> _AVAILABLE RECORDS_

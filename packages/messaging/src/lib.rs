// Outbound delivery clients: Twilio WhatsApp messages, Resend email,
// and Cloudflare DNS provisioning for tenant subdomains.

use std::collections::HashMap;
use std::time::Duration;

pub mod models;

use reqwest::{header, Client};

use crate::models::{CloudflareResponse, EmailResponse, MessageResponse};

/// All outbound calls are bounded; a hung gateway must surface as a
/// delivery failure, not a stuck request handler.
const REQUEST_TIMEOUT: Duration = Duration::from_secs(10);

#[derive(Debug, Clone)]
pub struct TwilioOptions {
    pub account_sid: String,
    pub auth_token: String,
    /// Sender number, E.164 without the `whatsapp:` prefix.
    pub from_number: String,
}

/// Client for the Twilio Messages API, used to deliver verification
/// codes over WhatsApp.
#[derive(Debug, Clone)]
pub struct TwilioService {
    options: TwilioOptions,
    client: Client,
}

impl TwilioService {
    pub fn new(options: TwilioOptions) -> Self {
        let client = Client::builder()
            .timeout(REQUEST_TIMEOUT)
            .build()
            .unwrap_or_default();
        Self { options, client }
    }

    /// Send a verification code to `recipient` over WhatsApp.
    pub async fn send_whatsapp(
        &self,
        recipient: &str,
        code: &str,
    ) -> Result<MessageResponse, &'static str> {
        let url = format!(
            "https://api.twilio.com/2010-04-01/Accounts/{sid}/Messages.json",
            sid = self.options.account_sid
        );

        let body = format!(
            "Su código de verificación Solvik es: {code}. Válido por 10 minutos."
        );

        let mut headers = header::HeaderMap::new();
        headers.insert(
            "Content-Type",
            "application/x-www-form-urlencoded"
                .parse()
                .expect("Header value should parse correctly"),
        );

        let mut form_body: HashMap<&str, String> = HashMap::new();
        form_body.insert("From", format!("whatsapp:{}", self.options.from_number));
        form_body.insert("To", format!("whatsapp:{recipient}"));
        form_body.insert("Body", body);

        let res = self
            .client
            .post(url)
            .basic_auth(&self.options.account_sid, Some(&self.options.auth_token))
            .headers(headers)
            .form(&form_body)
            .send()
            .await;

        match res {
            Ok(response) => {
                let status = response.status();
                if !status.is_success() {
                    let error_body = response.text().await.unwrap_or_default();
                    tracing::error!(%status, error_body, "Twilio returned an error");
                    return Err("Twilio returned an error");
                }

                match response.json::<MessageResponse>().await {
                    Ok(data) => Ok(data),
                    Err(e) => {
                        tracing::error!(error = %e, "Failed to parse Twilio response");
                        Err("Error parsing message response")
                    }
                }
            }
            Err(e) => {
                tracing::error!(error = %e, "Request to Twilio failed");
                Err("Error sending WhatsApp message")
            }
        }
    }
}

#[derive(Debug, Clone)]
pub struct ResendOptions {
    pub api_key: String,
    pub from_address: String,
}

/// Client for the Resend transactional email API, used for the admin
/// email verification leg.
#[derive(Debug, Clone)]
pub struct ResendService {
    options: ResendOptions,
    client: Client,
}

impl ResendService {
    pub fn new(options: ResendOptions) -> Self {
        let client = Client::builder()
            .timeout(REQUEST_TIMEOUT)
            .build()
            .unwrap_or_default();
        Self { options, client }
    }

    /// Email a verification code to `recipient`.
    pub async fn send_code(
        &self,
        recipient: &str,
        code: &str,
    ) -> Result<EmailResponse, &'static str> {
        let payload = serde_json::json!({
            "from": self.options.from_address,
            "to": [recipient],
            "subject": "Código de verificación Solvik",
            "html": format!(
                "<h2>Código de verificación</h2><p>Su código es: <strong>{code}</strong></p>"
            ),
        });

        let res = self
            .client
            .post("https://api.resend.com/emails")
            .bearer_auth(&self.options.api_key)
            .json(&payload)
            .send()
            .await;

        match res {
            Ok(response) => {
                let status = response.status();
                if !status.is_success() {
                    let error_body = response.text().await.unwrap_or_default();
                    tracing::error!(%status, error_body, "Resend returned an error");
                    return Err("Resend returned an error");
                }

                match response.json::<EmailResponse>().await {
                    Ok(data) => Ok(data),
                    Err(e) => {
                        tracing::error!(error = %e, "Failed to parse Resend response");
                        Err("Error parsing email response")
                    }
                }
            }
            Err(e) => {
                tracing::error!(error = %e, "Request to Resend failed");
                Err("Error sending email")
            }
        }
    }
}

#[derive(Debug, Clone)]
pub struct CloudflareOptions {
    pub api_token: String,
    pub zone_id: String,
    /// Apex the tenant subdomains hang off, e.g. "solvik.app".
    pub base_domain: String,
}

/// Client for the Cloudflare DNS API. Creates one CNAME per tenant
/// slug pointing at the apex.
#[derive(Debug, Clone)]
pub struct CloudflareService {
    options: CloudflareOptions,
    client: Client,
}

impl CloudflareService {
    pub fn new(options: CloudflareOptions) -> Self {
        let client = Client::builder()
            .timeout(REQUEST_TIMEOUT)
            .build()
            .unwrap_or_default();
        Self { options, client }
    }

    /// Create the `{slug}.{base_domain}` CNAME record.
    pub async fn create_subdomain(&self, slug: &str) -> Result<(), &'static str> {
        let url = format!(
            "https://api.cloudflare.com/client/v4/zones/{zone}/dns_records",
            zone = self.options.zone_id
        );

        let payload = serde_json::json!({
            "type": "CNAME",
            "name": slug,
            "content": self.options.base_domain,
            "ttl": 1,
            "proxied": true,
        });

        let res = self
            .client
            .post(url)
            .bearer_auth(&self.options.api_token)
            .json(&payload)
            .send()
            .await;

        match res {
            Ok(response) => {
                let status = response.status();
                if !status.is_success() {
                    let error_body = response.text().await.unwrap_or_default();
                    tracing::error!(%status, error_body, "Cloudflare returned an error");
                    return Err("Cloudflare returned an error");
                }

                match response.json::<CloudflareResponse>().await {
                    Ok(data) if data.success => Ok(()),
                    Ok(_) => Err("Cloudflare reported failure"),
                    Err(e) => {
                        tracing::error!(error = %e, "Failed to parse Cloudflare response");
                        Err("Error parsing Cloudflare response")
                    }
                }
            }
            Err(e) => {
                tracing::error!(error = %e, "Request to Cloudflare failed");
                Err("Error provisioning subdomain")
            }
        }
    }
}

> _EXERCISE AIM_
From beginning to end, the data must be duplicated exactly.

> _EXERCISE ANSWER_
filename packages/messaging/src/lib.rs
// Outbound delivery clients: Twilio WhatsApp messages, Resend email,
// and Cloudflare DNS provisioning for tenant subdomains.

use std::collections::HashMap;
use std::time::Duration;

pub mod models;

use reqwest::{header, Client};

use crate::models::{CloudflareResponse, EmailResponse, MessageResponse};

/// All outbound calls are bounded; a hung gateway must surface as a
/// delivery failure, not a stuck request handler.
const REQUEST_TIMEOUT: Duration = Duration::from_secs(10);

#[derive(Debug, Clone)]
pub struct TwilioOptions {
    pub account_sid: String,
    pub auth_token: String,
    /// Sender number, E.164 without the `whatsapp:` prefix.
    pub from_number: String,
}

/// Client for the Twilio Messages API, used to deliver verification
/// codes over WhatsApp.
#[derive(Debug, Clone)]
pub struct TwilioService {
    options: TwilioOptions,
    client: Client,
}

impl TwilioService {
    pub fn new(options: TwilioOptions) -> Self {
        let client = Client::builder()
            .timeout(REQUEST_TIMEOUT)
            .build()
            .unwrap_or_default();
        Self { options, client }
    }

    /// Send a verification code to `recipient` over WhatsApp.
    pub async fn send_whatsapp(
        &self,
        recipient: &str,
        code: &str,
    ) -> Result<MessageResponse, &'static str> {
        let url = format!(
            "https://api.twilio.com/2010-04-01/Accounts/{sid}/Messages.json",
            sid = self.options.account_sid
        );

        let body = format!(
            "Su código de verificación Solvik es: {code}. Válido por 10 minutos."
        );

        let mut headers = header::HeaderMap::new();
        headers.insert(
            "Content-Type",
            "application/x-www-form-urlencoded"
                .parse()
                .expect("Header value should parse correctly"),
        );

        let mut form_body: HashMap<&str, String> = HashMap::new();
        form_body.insert("From", format!("whatsapp:{}", self.options.from_number));
        form_body.insert("To", format!("whatsapp:{recipient}"));
        form_body.insert("Body", body);

        let res = self
            .client
            .post(url)
            .basic_auth(&self.options.account_sid, Some(&self.options.auth_token))
            .headers(headers)
            .form(&form_body)
            .send()
            .await;

        match res {
            Ok(response) => {
                let status = response.status();
                if !status.is_success() {
                    let error_body = response.text().await.unwrap_or_default();
                    tracing::error!(%status, error_body, "Twilio returned an error");
                    return Err("Twilio returned an error");
                }

                match response.json::<MessageResponse>().await {
                    Ok(data) => Ok(data),
                    Err(e) => {
                        tracing::error!(error = %e, "Failed to parse Twilio response");
                        Err("Error parsing message response")
                    }
                }
            }
            Err(e) => {
                tracing::error!(error = %e, "Request to Twilio failed");
                Err("Error sending WhatsApp message")
            }
        }
    }
}

#[derive(Debug, Clone)]
pub struct ResendOptions {
    pub api_key: String,
    pub from_address: String,
}

/// Client for the Resend transactional email API, used for the admin
/// email verification leg.
#[derive(Debug, Clone)]
pub struct ResendService {
    options: ResendOptions,
    client: Client,
}

impl ResendService {
    pub fn new(options: ResendOptions) -> Self {
        let client = Client::builder()
            .timeout(REQUEST_TIMEOUT)
            .build()
            .unwrap_or_default();
        Self { options, client }
    }

    /// Email a verification code to `recipient`.
    pub async fn send_code(
        &self,
        recipient: &str,
        code: &str,
    ) -> Result<EmailResponse, &'static str> {
        let payload = serde_json::json!({
            "from": self.options.from_address,
            "to": [recipient],
            "subject": "Código de verificación Solvik",
            "html": format!(
                "<h2>Código de verificación</h2><p>Su código es: <strong>{code}</strong></p>"
            ),
        });

        let res = self
            .client
            .post("https://api.resend.com/emails")
            .bearer_auth(&self.options.api_key)
            .json(&payload)
            .send()
            .await;

        match res {
            Ok(response) => {
                let status = response.status();
                if !status.is_success() {
                    let error_body = response.text().await.unwrap_or_default();
                    tracing::error!(%status, error_body, "Resend returned an error");
                    return Err("Resend returned an error");
                }

                match response.json::<EmailResponse>().await {
                    Ok(data) => Ok(data),
                    Err(e) => {
                        tracing::error!(error = %e, "Failed to parse Resend response");
                        Err("Error parsing email response")
                    }
                }
            }
            Err(e) => {
                tracing::error!(error = %e, "Request to Resend failed");
                Err("Error sending email")
            }
        }
    }
}

#[derive(Debug, Clone)]
pub struct CloudflareOptions {
    pub api_token: String,
    pub zone_id: String,
    /// Apex the tenant subdomains hang off, e.g. "solvik.app".
    pub base_domain: String,
}

/// Client for the Cloudflare DNS API. Creates one CNAME per tenant
/// slug pointing at the apex.
#[derive(Debug, Clone)]
pub struct CloudflareService {
    options: CloudflareOptions,
    client: Client,
}

impl CloudflareService {
    pub fn new(options: CloudflareOptions) -> Self {
        let client = Client::builder()
            .timeout(REQUEST_TIMEOUT)
            .build()
            .unwrap_or_default();
        Self { options, client }
    }

    /// Create the `{slug}.{base_domain}` CNAME record.
    pub async fn create_subdomain(&self, slug: &str) -> Result<(), &'static str> {
        let url = format!(
            "https://api.cloudflare.com/client/v4/zones/{zone}/dns_records",
            zone = self.options.zone_id
        );

        let payload = serde_json::json!({
            "type": "CNAME",
            "name": slug,
            "content": self.options.base_domain,
            "ttl": 1,
            "proxied": true,
        });

        let res = self
            .client
            .post(url)
            .bearer_auth(&self.options.api_token)
            .json(&payload)
            .send()
            .await;

        match res {
            Ok(response) => {
                let status = response.status();
                if !status.is_success() {
                    let error_body = response.text().await.unwrap_or_default();
                    tracing::error!(%status, error_body, "Cloudflare returned an error");
                    return Err("Cloudflare returned an error");
                }

                match response.json::<CloudflareResponse>().await {
                    Ok(data) if data.success => Ok(()),
                    Ok(_) => Err("Cloudflare reported failure"),
                    Err(e) => {
                        tracing::error!(error = %e, "Failed to parse Cloudflare response");
                        Err("Error parsing Cloudflare response")
                    }
                }
            }
            Err(e) => {
                tracing::error!(error = %e, "Request to Cloudflare failed");
                Err("Error provisioning subdomain")
            }
        }
    }
}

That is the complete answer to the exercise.